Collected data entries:
* * *

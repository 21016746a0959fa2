//! Error types.
//!
//! Registration errors are programming errors and surface synchronously as
//! `Result`s. Barrier errors are runtime outcomes: they are never thrown,
//! only delivered through the resolution channel and the `error` event.

use thiserror::Error;

/// Synchronous registration failures.
#[derive(Debug, Error, PartialEq, Eq)]
pub enum RegisterError {
    #[error("task name is required but none was given")]
    MissingName,

    #[error("cannot register task `{0}` twice while it is pending")]
    DuplicateTask(String),
}

/// The latched failure a barrier resolves with.
///
/// `Clone` so the stored outcome can be replayed to listeners that attach
/// after resolution.
#[derive(Debug, Clone, Error, PartialEq, Eq)]
pub enum BarrierError {
    #[error("task `{task}` failed: {message}")]
    TaskFailed { task: String, message: String },

    #[error("will-ready hook failed: {message}")]
    WillReadyFailed { message: String },
}

impl BarrierError {
    /// The underlying failure message, without the task prefix.
    pub fn message(&self) -> &str {
        match self {
            Self::TaskFailed { message, .. } => message,
            Self::WillReadyFailed { message } => message,
        }
    }
}
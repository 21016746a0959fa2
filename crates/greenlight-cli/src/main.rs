use std::sync::Arc;
use std::time::Duration;

use async_trait::async_trait;
use serde::Deserialize;
use tokio::time::sleep;

use greenlight_core::{
    Barrier, BarrierEvent, BarrierOptions, EventSink, Host, TaskOptions, WillReadyHook,
};

#[derive(Debug, Deserialize)]
struct ServerConfig {
    addr: String,
    workers: usize,
}

/// 受け取ったイベントを stdout に流すだけの sink
struct StdoutSink;

impl EventSink for StdoutSink {
    fn emit(&self, event: &BarrierEvent) {
        match event {
            BarrierEvent::Stat(stat) => match serde_json::to_string(stat) {
                Ok(json) => println!("[stat] {json}"),
                Err(e) => eprintln!("[stat] encode failed: {e}"),
            },
            BarrierEvent::Timeout { task } => println!("[timeout] `{task}` is taking long"),
            BarrierEvent::Error(error) => println!("[error] {error}"),
        }
    }
}

struct DemoServer {
    sink: Arc<StdoutSink>,
}

impl Host for DemoServer {
    fn event_sink(&self) -> Option<Arc<dyn EventSink>> {
        Some(self.sink.clone())
    }
}

/// ready 直前に一度だけ走るフック
struct RouteTableHook;

#[async_trait]
impl WillReadyHook for RouteTableHook {
    async fn run(&self) -> Result<(), String> {
        println!("building route table before going ready");
        Ok(())
    }
}

#[tokio::main]
async fn main() {
    tracing_subscriber::fmt()
        .with_env_filter(
            tracing_subscriber::EnvFilter::try_from_default_env()
                .unwrap_or_else(|_| "info".into()),
        )
        .init();

    tracing::info!("starting demo server boot");

    // (A) barrier を用意して host に attach
    let options = BarrierOptions::default().timeout(Duration::from_millis(300));
    let barrier = Barrier::with_options(options);
    let server = Arc::new(DemoServer {
        sink: Arc::new(StdoutSink),
    });
    let ready = barrier.attach(server).expect("first attach");

    barrier.will_ready(Arc::new(RouteTableHook));

    // (B) 起動タスクを登録（config 読み込み / cache warm / listener bind）
    let config_task = ready.ready_callback("load-config").expect("fresh name");
    tokio::spawn(async move {
        sleep(Duration::from_millis(50)).await;
        let raw = r#"{ "addr": "127.0.0.1:8080", "workers": 4 }"#;
        match serde_json::from_str::<ServerConfig>(raw) {
            Ok(config) => {
                println!("config loaded: addr={} workers={}", config.addr, config.workers);
                config_task.succeed();
            }
            Err(e) => config_task.fail(format!("config decode: {e}")),
        }
    });

    // cache warm は weak dependency: 失敗しても起動は続行する
    let warm_task = ready
        .ready_callback_with("warm-cache", TaskOptions::new().weak_dep(true))
        .expect("fresh name");
    tokio::spawn(async move {
        sleep(Duration::from_millis(100)).await;
        warm_task.fail("cache backend unreachable");
    });

    // listener bind は 400ms かかるので timeout シグナルが一度出る
    let bind_task = ready.ready_callback("bind-listener").expect("fresh name");
    tokio::spawn(async move {
        sleep(Duration::from_millis(400)).await;
        bind_task.succeed();
    });

    // (C) aggregate な ready 通知を待つ
    match ready.ready().await {
        Ok(()) => println!("server is ready"),
        Err(error) => println!("server failed to boot: {error}"),
    }

    // 転送タスクが最後のイベントを流しきるのを待つ
    sleep(Duration::from_millis(10)).await;
}
//! Host port - attach 先の抽象化

use std::sync::Arc;

use super::EventSink;

/// A host object the barrier can be attached to.
///
/// Event forwarding is capability-checked: hosts that cannot emit events
/// keep the default `None` and forwarding is skipped without error. A host
/// still observes a latched failure through the delegate's `ready()`, even
/// without an event sink.
pub trait Host: Send + Sync + 'static {
    fn event_sink(&self) -> Option<Arc<dyn EventSink>> {
        None
    }
}
use crate::name::FqName;
use serde::{Deserialize, Serialize};
use std::path::{Path, PathBuf};

/// Scan parameters a host pins down once per generator pairing.
#[derive(Debug, Clone, Serialize, Deserialize, Default)]
pub struct ScanConfig {
    /// Root namespace the generator emits hints under
    pub package: Option<FqName>,
    /// Generating annotation to re-check on resolved references
    pub annotation: Option<FqName>,
    /// Target scope identity
    pub scope: Option<FqName>,
}

pub fn default_config_path() -> PathBuf {
    PathBuf::from("hintscan.toml")
}

pub fn load_config(path: Option<&Path>) -> anyhow::Result<Option<ScanConfig>> {
    let path = path.map(Path::to_path_buf).unwrap_or_else(default_config_path);
    if !path.exists() {
        return Ok(None);
    }

    let contents = std::fs::read_to_string(&path)?;
    let config: ScanConfig = toml::from_str(&contents)?;
    Ok(Some(config))
}

pub fn write_config(path: &Path, config: &ScanConfig, force: bool) -> anyhow::Result<()> {
    if path.exists() && !force {
        anyhow::bail!(
            "config already exists at {} (use --force to overwrite)",
            path.display()
        );
    }

    let contents = toml::to_string_pretty(config)?;
    std::fs::write(path, contents)?;
    Ok(())
}
//! Symbol model - read-only view of the host's compiled declarations
//!
//! The host compilation exposes four declaration kinds:
//! - `Namespace`: package, module
//! - `Class`: class, interface, object
//! - `Callable`: function, constructor
//! - `Value`: property, field, constant
//!
//! Hint markers are encoded as `Value` declarations, so the scanner only
//! ever inspects those; the other kinds exist so hosts can expose their
//! full member scopes without pre-filtering.

use crate::name::FqName;
use serde::{Deserialize, Serialize};
use std::str::FromStr;

/// Declaration kinds exposed by the host member scopes.
#[derive(Debug, Clone, Copy, PartialEq, Eq, Hash, Serialize, Deserialize)]
#[serde(rename_all = "lowercase")]
pub enum DeclarationKind {
    /// Package or module - the organizational unit
    Namespace,
    /// Class, interface, object
    Class,
    /// Function, method, constructor
    Callable,
    /// Property, field, constant - hint markers are encoded as these
    Value,
}

impl DeclarationKind {
    /// Get the string representation of the declaration kind
    pub fn as_str(&self) -> &'static str {
        match self {
            DeclarationKind::Namespace => "namespace",
            DeclarationKind::Class => "class",
            DeclarationKind::Callable => "callable",
            DeclarationKind::Value => "value",
        }
    }

    /// Get all declaration kinds
    pub fn all() -> &'static [DeclarationKind] {
        &[
            DeclarationKind::Namespace,
            DeclarationKind::Class,
            DeclarationKind::Callable,
            DeclarationKind::Value,
        ]
    }
}

impl FromStr for DeclarationKind {
    type Err = crate::Error;

    fn from_str(s: &str) -> crate::Result<Self> {
        match s.to_lowercase().as_str() {
            "namespace" | "ns" | "module" | "package" => Ok(DeclarationKind::Namespace),
            "class" | "interface" | "object" => Ok(DeclarationKind::Class),
            "callable" | "function" | "fn" | "constructor" => Ok(DeclarationKind::Callable),
            "value" | "property" | "field" | "const" => Ok(DeclarationKind::Value),
            _ => Err(crate::Error::InvalidName(format!(
                "Unknown declaration kind: {}",
                s
            ))),
        }
    }
}

impl std::fmt::Display for DeclarationKind {
    fn fmt(&self, f: &mut std::fmt::Formatter<'_>) -> std::fmt::Result {
        write!(f, "{}", self.as_str())
    }
}

/// The declared type of a value declaration.
///
/// Hint markers are emitted as values typed `KClass<SomeClass>`-style: a
/// type constructor applied to a single class-denoting argument. The
/// scanner only reads the argument; foreign values may carry no argument.
#[derive(Debug, Clone, PartialEq, Eq, Serialize, Deserialize)]
pub struct TypeRef {
    /// Fully-qualified name of the type constructor
    pub constructor: FqName,
    /// The class denoted by the single type argument, if any
    pub argument: Option<FqName>,
}

impl TypeRef {
    /// A type with a single class-denoting argument
    pub fn applied(constructor: FqName, argument: FqName) -> Self {
        Self {
            constructor,
            argument: Some(argument),
        }
    }

    /// A bare type with no argument
    pub fn bare(constructor: FqName) -> Self {
        Self {
            constructor,
            argument: None,
        }
    }
}

/// A named, kinded member declaration within a namespace.
#[derive(Debug, Clone, PartialEq, Eq, Serialize, Deserialize)]
pub struct Declaration {
    /// Simple name within the owning namespace
    pub name: String,
    /// The kind of declaration
    pub kind: DeclarationKind,
    /// The declared type
    pub type_ref: TypeRef,
}

impl Declaration {
    /// Create a value declaration (the shape hint markers take)
    pub fn value(name: impl Into<String>, type_ref: TypeRef) -> Self {
        Self {
            name: name.into(),
            kind: DeclarationKind::Value,
            type_ref,
        }
    }

    /// Create a declaration of an arbitrary kind
    pub fn new(name: impl Into<String>, kind: DeclarationKind, type_ref: TypeRef) -> Self {
        Self {
            name: name.into(),
            kind,
            type_ref,
        }
    }
}

/// An annotation applied to a class, optionally parameterized by a scope.
#[derive(Debug, Clone, PartialEq, Eq, Serialize, Deserialize)]
pub struct Annotation {
    /// Fully-qualified name of the annotation class
    pub fq_name: FqName,
    /// The scope argument, for scope-parameterized annotations
    pub scope: Option<FqName>,
}

impl Annotation {
    /// An annotation parameterized by a scope identity
    pub fn scoped(fq_name: FqName, scope: FqName) -> Self {
        Self {
            fq_name,
            scope: Some(scope),
        }
    }

    /// An annotation without a scope argument
    pub fn plain(fq_name: FqName) -> Self {
        Self {
            fq_name,
            scope: None,
        }
    }
}

/// Declaration-level view of a class symbol.
#[derive(Debug, Clone, PartialEq, Eq, Serialize, Deserialize)]
pub struct ClassSymbol {
    /// Fully-qualified name, the class's identity
    pub fq_name: FqName,
    /// Annotations present on the class at scan time
    pub annotations: Vec<Annotation>,
}

impl ClassSymbol {
    /// Create a class symbol with no annotations
    pub fn new(fq_name: FqName) -> Self {
        Self {
            fq_name,
            annotations: Vec::new(),
        }
    }

    /// Add an annotation
    pub fn with_annotation(mut self, annotation: Annotation) -> Self {
        self.annotations.push(annotation);
        self
    }

    /// Look up an annotation by name and scope argument.
    ///
    /// Returns `None` when the class carries no matching annotation, which
    /// the scanner treats as evidence of a stale hint rather than an error.
    pub fn annotation_or_none(&self, annotation: &FqName, scope: &FqName) -> Option<&Annotation> {
        self.annotations
            .iter()
            .find(|a| &a.fq_name == annotation && a.scope.as_ref() == Some(scope))
    }
}

/// Intermediate-representation view of a class symbol.
///
/// The host guarantees every class visible to the declaration view also
/// exists here; the scanner treats a missing entry as a fatal
/// inconsistency between the two views.
#[derive(Debug, Clone, PartialEq, Eq, Serialize, Deserialize)]
pub struct IrClassSymbol {
    /// Fully-qualified name, shared with the declaration-level view
    pub fq_name: FqName,
}

impl IrClassSymbol {
    pub fn new(fq_name: FqName) -> Self {
        Self { fq_name }
    }
}

#[cfg(test)]
mod tests {
    use super::*;

    fn fq(s: &str) -> FqName {
        FqName::parse(s).unwrap()
    }

    #[test]
    fn test_declaration_kind_roundtrip() {
        for kind in DeclarationKind::all() {
            let s = kind.as_str();
            let parsed: DeclarationKind = s.parse().unwrap();
            assert_eq!(*kind, parsed);
        }
    }

    #[test]
    fn test_declaration_kind_aliases() {
        assert_eq!(
            DeclarationKind::from_str("property").unwrap(),
            DeclarationKind::Value
        );
        assert_eq!(
            DeclarationKind::from_str("interface").unwrap(),
            DeclarationKind::Class
        );
        assert_eq!(
            DeclarationKind::from_str("package").unwrap(),
            DeclarationKind::Namespace
        );
        assert!(DeclarationKind::from_str("widget").is_err());
    }

    #[test]
    fn test_annotation_lookup() {
        let class = ClassSymbol::new(fq("com.example.Foo"))
            .with_annotation(Annotation::scoped(fq("com.example.ContributesTo"), fq("com.example.AppScope")));

        assert!(class
            .annotation_or_none(&fq("com.example.ContributesTo"), &fq("com.example.AppScope"))
            .is_some());
        // Same annotation, different scope argument
        assert!(class
            .annotation_or_none(&fq("com.example.ContributesTo"), &fq("com.example.UserScope"))
            .is_none());
        // Different annotation entirely
        assert!(class
            .annotation_or_none(&fq("com.example.Module"), &fq("com.example.AppScope"))
            .is_none());
    }

    #[test]
    fn test_unscoped_annotation_never_matches_scoped_lookup() {
        let class = ClassSymbol::new(fq("com.example.Foo"))
            .with_annotation(Annotation::plain(fq("com.example.ContributesTo")));

        assert!(class
            .annotation_or_none(&fq("com.example.ContributesTo"), &fq("com.example.AppScope"))
            .is_none());
    }
}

* * *

Taking the entries above, write out exactly the lines starting with the line containing "Synchronous registration failures." and going on through the line containing "String, message: String", both included, and nothing else.

Task solution:
/// Synchronous registration failures.
#[derive(Debug, Error, PartialEq, Eq)]
pub enum RegisterError {
    #[error("task name is required but none was given")]
    MissingName,

    #[error("cannot register task `{0}` twice while it is pending")]
    DuplicateTask(String),
}

/// The latched failure a barrier resolves with.
///
/// `Clone` so the stored outcome can be replayed to listeners that attach
/// after resolution.
#[derive(Debug, Clone, Error, PartialEq, Eq)]
pub enum BarrierError {
    #[error("task `{task}` failed: {message}")]
    TaskFailed { task: String, message: String },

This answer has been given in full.